- [Task]:
Check every line below for the word "None" and give only the number of lines where it appears.
━━━ Input for this task ━━━
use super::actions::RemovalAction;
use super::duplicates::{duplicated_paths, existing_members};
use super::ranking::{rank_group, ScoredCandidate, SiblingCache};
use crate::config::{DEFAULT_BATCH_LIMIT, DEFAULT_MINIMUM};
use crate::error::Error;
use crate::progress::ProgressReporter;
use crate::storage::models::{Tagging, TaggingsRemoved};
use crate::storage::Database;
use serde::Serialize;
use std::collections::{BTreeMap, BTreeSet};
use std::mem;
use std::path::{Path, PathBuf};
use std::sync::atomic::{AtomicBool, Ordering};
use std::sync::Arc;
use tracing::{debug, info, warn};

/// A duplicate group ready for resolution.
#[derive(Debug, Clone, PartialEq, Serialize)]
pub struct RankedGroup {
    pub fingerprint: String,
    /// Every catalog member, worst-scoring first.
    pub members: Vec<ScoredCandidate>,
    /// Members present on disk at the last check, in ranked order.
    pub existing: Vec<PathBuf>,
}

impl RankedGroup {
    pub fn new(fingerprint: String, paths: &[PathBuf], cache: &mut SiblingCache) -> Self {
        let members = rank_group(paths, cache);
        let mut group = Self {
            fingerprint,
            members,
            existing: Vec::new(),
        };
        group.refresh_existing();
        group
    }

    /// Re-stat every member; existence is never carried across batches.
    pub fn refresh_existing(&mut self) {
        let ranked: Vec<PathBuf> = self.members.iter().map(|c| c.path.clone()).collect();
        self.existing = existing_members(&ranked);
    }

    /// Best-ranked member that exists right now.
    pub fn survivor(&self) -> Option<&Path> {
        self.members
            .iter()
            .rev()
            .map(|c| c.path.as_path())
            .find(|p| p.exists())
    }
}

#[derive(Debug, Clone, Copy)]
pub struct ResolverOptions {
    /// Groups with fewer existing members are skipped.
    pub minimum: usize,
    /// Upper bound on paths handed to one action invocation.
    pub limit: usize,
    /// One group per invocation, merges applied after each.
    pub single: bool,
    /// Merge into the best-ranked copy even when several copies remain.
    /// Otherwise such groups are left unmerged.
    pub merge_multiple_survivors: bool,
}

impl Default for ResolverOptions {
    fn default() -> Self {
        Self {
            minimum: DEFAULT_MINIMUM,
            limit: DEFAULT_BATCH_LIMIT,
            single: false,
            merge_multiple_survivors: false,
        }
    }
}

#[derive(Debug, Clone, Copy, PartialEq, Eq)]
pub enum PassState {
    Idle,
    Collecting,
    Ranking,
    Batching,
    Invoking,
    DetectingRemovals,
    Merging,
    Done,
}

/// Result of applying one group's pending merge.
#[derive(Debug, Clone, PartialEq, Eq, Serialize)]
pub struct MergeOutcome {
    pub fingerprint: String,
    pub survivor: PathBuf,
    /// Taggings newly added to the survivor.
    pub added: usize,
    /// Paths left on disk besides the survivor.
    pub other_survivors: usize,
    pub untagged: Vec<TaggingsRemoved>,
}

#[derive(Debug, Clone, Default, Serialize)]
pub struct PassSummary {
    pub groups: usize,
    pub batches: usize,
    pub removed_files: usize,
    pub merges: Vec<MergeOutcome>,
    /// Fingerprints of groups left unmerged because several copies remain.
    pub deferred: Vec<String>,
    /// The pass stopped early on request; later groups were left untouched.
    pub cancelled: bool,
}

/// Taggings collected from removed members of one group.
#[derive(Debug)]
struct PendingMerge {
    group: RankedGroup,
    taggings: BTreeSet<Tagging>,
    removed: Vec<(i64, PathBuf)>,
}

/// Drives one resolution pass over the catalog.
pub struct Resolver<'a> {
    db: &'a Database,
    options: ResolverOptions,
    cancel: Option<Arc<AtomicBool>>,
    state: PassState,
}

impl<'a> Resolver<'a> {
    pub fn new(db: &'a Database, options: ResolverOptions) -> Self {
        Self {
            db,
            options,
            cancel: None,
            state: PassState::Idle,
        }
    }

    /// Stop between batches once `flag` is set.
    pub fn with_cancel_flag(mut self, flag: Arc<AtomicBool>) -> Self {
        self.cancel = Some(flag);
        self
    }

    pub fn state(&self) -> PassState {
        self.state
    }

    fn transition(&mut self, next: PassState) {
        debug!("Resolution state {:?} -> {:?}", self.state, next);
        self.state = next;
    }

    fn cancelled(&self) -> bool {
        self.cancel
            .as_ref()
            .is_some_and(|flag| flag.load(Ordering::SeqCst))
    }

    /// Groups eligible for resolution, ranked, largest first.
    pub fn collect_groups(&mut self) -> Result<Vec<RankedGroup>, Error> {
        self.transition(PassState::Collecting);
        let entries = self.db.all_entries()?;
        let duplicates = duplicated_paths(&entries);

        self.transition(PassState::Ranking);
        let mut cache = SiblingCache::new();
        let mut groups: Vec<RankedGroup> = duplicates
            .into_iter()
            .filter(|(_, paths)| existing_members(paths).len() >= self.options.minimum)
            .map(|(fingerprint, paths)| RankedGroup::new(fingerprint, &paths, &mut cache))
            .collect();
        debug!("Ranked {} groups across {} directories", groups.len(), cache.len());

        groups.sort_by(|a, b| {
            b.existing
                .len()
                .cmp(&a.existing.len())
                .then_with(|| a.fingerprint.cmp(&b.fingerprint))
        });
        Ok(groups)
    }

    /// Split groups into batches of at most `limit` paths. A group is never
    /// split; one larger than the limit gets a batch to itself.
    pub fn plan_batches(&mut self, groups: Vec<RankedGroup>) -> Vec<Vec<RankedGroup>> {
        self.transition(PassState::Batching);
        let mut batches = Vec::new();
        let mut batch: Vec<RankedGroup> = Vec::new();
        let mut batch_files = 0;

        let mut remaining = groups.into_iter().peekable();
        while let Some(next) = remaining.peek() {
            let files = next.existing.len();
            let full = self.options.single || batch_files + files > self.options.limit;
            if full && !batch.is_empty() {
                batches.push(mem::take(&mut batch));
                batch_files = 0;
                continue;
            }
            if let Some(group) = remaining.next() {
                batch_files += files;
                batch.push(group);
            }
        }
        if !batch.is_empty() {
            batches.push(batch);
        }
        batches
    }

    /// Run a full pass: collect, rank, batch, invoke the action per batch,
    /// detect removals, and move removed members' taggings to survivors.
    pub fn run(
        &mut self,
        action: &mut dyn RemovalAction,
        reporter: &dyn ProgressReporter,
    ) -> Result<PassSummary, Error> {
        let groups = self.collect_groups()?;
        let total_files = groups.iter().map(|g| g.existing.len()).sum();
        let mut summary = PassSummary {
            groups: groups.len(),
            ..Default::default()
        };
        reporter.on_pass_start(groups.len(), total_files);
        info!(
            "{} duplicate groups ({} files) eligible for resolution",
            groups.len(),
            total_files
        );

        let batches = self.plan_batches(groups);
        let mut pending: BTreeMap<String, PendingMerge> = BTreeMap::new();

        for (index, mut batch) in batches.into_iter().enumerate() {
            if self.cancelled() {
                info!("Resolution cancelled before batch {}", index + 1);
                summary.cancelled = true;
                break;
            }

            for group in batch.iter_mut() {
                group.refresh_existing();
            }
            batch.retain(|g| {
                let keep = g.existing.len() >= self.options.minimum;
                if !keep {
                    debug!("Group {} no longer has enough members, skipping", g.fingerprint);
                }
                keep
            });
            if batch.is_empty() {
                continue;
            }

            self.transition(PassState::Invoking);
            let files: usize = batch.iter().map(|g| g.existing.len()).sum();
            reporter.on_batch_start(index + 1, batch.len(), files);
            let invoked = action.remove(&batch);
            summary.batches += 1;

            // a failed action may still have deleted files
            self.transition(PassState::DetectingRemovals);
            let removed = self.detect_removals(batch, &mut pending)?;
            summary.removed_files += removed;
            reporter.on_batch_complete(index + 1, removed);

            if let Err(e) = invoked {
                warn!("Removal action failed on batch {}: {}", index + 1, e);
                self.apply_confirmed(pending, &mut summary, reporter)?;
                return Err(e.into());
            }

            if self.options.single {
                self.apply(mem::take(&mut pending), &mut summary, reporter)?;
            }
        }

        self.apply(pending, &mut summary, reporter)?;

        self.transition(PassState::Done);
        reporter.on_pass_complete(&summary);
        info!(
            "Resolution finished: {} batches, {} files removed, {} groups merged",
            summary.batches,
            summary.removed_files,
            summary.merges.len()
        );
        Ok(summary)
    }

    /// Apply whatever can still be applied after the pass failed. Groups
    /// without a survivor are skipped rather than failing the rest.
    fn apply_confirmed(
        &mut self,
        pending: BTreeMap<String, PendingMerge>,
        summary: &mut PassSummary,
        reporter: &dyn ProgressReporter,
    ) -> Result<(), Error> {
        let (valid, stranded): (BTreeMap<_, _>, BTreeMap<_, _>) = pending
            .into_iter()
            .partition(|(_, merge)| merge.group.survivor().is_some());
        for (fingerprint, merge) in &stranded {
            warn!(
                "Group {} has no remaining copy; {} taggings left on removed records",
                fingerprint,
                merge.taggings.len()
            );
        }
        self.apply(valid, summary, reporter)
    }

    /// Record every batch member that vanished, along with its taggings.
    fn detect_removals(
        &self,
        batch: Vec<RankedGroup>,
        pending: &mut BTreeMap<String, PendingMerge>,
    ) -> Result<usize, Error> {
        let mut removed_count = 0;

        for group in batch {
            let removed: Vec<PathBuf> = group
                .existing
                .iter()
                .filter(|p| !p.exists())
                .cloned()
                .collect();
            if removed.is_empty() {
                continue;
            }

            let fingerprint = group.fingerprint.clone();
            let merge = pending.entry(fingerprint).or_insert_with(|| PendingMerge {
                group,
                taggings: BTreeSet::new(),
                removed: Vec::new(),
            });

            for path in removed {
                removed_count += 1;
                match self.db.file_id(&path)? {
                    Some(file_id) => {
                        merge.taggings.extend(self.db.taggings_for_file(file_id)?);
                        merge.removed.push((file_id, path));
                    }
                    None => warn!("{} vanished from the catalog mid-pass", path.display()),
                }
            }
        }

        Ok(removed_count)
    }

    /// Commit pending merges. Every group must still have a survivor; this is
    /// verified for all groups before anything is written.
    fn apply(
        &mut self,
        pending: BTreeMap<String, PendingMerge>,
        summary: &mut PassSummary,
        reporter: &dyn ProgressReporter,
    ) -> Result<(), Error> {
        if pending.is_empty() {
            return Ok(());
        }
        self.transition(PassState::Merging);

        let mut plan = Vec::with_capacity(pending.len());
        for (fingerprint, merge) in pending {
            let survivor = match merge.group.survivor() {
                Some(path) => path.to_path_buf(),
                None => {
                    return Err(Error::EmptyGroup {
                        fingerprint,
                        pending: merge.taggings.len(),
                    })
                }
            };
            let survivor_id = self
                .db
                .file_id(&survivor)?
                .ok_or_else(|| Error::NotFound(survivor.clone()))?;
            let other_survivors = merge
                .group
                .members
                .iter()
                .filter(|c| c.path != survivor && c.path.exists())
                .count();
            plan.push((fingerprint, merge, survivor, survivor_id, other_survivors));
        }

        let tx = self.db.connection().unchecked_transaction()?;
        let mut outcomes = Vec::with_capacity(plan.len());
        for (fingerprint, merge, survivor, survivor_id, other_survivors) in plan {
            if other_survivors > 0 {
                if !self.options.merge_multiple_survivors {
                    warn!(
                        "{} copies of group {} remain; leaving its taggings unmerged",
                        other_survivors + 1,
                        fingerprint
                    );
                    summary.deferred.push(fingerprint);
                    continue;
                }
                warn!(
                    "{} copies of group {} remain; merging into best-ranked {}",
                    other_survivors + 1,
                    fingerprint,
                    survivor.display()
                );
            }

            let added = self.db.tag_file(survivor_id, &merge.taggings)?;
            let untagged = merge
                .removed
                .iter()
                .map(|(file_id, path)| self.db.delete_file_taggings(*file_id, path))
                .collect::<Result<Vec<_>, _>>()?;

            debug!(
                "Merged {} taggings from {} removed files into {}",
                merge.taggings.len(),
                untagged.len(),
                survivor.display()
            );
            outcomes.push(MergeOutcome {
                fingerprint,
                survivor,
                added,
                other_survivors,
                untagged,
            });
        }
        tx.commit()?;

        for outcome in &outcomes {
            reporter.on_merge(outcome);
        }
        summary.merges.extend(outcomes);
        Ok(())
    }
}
━━━
- [Answer space]:
3